# [REQUIREMENT]
In the material below, some lines carry "units". Copy each such line.

DATA UNDER STUDY START

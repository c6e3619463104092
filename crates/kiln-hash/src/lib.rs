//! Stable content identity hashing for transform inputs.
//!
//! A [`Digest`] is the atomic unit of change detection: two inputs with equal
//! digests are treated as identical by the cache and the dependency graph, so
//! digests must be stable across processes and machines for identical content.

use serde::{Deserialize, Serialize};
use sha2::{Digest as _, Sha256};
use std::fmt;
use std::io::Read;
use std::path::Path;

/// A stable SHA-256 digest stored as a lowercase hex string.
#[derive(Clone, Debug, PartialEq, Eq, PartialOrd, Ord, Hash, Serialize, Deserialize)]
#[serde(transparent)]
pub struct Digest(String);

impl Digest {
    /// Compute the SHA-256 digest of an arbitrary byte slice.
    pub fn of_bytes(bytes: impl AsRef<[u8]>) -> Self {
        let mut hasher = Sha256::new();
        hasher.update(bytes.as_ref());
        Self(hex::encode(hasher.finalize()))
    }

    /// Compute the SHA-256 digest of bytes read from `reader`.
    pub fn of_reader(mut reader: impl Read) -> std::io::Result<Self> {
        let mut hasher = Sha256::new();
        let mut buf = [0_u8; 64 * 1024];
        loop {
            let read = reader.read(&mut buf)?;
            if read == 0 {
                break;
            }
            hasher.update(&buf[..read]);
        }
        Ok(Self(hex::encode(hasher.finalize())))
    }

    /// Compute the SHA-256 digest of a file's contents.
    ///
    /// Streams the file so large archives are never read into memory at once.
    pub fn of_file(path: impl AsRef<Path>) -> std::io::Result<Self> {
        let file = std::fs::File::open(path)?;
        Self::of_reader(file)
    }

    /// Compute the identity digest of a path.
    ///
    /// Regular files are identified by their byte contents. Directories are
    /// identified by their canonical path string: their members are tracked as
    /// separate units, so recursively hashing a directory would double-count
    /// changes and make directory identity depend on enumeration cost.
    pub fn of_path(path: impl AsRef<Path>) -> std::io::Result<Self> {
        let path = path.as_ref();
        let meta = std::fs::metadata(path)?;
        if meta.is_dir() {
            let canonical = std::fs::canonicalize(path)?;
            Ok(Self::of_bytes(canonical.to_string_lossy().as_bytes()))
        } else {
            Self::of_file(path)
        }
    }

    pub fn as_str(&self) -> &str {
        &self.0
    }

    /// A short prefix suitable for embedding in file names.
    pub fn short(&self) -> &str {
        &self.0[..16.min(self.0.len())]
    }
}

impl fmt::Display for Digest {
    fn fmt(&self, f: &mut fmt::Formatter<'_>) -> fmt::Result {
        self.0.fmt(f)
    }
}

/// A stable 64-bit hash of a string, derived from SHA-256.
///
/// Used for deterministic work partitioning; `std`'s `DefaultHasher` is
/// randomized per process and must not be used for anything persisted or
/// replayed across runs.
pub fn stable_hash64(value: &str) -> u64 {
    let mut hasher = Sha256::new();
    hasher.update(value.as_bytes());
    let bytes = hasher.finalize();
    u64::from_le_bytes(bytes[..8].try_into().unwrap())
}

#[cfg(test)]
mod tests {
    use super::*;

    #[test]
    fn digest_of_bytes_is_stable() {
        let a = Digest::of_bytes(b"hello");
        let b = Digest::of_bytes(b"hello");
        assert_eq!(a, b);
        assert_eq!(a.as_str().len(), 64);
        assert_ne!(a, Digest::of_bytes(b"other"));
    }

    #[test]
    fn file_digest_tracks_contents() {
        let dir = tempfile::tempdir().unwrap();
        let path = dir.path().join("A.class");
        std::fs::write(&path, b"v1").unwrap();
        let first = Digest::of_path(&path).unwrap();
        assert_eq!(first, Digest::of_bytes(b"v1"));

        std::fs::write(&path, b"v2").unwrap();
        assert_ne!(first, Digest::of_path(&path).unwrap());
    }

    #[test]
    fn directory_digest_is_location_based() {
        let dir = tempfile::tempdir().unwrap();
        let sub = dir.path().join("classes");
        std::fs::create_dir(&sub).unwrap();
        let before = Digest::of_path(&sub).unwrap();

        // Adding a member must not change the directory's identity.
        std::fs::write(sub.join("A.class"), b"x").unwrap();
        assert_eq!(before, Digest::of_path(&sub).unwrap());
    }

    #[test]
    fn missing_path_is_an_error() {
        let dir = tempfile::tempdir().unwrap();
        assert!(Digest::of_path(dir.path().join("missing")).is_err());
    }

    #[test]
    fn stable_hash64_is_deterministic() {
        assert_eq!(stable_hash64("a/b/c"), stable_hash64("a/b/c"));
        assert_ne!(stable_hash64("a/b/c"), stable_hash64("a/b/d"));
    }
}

DATA UNDER STUDY END
DATA UNDER STUDY START

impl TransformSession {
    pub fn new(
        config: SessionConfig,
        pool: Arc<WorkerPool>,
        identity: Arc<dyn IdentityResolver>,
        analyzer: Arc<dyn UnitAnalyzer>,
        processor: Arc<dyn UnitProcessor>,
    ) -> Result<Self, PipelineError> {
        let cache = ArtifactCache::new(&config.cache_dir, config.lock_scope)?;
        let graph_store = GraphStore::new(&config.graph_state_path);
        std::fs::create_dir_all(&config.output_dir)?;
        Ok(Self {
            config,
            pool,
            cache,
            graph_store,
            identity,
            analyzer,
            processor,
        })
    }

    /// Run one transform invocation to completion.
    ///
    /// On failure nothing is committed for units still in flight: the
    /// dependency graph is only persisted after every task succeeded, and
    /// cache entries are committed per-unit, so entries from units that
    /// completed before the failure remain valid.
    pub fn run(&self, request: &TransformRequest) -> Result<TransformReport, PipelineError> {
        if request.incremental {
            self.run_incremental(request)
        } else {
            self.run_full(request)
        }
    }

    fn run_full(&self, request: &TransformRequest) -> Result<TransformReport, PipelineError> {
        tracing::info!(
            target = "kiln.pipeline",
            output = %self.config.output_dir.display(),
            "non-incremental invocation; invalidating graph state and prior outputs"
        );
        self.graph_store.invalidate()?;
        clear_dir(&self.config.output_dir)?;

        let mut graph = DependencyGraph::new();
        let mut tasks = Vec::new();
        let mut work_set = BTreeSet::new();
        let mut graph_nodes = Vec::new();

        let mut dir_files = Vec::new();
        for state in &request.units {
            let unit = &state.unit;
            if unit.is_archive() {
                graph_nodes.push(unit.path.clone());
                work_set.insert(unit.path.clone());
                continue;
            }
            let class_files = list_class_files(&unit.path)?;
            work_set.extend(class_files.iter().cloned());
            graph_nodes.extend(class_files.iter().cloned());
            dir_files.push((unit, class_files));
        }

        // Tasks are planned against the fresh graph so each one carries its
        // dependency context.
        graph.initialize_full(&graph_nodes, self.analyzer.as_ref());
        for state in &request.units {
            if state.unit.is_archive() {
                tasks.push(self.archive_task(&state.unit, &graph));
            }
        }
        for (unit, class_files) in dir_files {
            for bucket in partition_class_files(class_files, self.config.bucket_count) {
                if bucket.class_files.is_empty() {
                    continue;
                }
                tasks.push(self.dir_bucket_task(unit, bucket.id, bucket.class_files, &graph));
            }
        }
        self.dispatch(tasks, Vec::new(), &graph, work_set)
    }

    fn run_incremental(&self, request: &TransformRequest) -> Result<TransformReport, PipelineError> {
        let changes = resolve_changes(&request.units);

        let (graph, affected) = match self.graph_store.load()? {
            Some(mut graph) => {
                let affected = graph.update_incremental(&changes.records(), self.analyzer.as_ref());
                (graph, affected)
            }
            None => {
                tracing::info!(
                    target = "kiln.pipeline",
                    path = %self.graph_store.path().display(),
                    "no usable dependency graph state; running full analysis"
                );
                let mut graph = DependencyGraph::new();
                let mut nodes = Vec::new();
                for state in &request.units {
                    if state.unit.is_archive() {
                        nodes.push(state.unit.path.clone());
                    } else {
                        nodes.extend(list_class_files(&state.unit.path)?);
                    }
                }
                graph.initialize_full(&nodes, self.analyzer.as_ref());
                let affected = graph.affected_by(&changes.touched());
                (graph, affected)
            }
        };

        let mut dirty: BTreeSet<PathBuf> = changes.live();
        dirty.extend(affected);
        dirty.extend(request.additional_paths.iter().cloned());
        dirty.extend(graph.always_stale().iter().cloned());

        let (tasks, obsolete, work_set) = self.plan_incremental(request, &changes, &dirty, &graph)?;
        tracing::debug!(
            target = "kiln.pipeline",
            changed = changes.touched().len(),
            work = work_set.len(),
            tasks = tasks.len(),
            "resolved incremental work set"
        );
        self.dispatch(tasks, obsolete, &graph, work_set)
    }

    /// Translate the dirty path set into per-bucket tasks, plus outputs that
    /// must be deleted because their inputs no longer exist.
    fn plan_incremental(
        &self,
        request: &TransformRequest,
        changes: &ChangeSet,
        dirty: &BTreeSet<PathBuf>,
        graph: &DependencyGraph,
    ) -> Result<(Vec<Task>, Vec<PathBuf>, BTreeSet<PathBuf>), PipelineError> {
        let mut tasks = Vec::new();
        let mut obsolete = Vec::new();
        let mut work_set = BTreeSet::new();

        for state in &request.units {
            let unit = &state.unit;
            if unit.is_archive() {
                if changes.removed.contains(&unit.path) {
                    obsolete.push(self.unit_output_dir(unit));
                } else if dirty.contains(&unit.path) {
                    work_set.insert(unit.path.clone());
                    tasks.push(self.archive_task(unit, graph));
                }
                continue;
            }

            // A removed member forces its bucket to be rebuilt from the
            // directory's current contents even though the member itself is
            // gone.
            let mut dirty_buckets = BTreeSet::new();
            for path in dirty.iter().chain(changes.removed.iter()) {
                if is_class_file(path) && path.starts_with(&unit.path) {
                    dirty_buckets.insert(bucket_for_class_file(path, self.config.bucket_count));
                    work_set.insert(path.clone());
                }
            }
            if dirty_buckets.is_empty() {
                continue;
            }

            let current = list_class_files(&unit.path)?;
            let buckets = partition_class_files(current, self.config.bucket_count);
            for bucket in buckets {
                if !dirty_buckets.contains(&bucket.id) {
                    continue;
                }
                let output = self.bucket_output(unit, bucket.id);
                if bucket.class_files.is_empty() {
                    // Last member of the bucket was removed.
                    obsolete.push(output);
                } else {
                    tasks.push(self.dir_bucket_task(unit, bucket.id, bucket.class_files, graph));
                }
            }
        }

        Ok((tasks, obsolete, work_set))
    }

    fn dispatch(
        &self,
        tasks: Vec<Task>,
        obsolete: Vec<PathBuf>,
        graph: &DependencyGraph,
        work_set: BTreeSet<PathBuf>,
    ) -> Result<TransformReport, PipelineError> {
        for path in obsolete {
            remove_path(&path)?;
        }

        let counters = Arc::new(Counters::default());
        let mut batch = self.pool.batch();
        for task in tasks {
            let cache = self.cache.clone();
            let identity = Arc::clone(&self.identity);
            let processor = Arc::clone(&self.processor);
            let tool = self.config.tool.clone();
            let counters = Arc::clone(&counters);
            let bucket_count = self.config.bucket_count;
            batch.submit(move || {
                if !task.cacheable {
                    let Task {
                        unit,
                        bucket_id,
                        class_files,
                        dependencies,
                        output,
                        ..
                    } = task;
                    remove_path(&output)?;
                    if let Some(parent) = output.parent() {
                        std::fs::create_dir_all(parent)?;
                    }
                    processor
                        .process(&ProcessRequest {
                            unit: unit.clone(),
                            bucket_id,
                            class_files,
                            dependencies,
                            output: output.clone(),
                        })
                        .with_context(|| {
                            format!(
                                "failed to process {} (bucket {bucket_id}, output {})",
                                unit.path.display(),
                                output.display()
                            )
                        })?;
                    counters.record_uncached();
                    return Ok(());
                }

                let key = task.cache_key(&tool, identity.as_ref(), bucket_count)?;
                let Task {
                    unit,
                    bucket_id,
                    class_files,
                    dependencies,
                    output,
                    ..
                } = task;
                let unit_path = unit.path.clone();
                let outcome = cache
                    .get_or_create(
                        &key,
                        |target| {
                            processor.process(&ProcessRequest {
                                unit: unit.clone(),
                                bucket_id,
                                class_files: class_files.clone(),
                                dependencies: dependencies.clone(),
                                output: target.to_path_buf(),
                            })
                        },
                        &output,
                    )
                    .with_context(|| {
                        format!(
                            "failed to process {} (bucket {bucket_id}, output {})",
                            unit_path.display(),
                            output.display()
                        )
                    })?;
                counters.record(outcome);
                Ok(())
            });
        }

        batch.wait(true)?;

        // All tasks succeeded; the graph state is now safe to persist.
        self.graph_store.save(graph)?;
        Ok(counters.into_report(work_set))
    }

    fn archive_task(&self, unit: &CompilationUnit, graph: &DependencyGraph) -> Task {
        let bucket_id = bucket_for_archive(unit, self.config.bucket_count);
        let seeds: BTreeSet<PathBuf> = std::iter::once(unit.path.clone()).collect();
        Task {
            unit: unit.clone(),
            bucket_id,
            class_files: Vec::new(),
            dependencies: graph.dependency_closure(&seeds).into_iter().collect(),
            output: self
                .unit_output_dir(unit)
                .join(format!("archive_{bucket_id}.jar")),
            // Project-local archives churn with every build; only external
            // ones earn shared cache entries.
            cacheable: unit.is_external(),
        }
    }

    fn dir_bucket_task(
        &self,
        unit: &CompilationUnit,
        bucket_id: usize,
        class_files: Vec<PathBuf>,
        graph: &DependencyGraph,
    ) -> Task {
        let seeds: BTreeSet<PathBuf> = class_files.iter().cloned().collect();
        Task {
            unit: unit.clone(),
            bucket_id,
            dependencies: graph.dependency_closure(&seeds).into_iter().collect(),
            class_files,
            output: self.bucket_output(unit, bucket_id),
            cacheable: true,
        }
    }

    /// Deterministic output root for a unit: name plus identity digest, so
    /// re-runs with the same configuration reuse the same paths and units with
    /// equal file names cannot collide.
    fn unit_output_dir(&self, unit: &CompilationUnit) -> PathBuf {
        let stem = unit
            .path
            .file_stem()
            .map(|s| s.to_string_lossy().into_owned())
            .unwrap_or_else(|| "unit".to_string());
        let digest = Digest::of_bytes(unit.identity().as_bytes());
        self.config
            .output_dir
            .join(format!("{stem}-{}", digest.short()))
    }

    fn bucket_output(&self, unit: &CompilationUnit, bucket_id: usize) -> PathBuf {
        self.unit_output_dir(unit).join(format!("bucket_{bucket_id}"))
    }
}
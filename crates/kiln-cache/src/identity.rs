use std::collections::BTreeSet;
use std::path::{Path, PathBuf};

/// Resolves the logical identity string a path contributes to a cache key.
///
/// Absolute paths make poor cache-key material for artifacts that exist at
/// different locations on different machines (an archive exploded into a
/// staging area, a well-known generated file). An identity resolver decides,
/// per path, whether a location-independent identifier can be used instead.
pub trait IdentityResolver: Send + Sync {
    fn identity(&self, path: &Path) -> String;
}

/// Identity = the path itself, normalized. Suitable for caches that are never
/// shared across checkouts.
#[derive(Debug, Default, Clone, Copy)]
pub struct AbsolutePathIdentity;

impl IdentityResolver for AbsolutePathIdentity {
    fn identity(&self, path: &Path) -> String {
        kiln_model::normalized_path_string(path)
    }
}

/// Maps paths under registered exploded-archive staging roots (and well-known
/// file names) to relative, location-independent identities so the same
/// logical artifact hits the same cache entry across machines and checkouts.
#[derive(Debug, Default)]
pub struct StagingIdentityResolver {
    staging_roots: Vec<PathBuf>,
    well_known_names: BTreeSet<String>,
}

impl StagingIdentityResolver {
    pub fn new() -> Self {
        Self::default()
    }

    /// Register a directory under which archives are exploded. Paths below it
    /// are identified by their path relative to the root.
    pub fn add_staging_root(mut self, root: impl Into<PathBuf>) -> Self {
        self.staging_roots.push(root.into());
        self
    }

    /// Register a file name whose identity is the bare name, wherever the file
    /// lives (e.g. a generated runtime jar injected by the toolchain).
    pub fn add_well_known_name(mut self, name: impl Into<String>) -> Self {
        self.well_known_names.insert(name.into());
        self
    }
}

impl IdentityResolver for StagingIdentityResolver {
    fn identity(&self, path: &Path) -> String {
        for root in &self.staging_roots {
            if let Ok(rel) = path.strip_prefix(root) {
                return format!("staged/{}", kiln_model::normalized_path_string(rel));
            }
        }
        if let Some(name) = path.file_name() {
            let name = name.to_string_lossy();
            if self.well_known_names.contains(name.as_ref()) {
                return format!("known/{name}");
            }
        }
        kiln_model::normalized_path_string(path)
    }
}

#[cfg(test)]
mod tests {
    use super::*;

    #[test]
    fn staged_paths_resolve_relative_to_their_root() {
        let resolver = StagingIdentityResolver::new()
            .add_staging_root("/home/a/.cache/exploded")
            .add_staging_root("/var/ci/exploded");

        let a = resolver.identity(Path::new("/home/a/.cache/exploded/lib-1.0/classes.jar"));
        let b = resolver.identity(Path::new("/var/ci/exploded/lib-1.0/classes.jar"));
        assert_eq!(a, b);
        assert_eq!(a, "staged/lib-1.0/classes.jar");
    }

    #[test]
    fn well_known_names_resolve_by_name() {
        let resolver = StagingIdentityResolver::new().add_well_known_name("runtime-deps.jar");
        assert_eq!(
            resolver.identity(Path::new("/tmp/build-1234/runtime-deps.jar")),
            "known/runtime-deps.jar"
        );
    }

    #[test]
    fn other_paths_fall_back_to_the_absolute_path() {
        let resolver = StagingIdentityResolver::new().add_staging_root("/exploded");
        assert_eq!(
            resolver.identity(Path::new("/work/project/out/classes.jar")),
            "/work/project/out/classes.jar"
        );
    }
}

DATA UNDER STUDY END

# [TASK RESULT]
    /// separate units, so recursively hashing a directory would double-count
    /// On failure nothing is committed for units still in flight: the
    /// cache entries are committed per-unit, so entries from units that
        for state in &request.units {
        for state in &request.units {
        let changes = resolve_changes(&request.units);
                for state in &request.units {
        for state in &request.units {
    /// re-runs with the same configuration reuse the same paths and units with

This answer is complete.